Stored items:
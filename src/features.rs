//! Feature modules - core logic separated from the command line
//!
//! Each feature module contains the core logic for a specific functionality.
//! Features should not depend on terminal output directly.

pub mod export;
pub mod lyrics;
pub mod settings;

* PROBLEM TO WORK ON *
In the answer, please give only the lines from the line containing "terminal output directly." through the final line of the data, copied exactly.

* RESULT *
//! Features should not depend on terminal output directly.

pub mod export;
pub mod lyrics;
pub mod settings;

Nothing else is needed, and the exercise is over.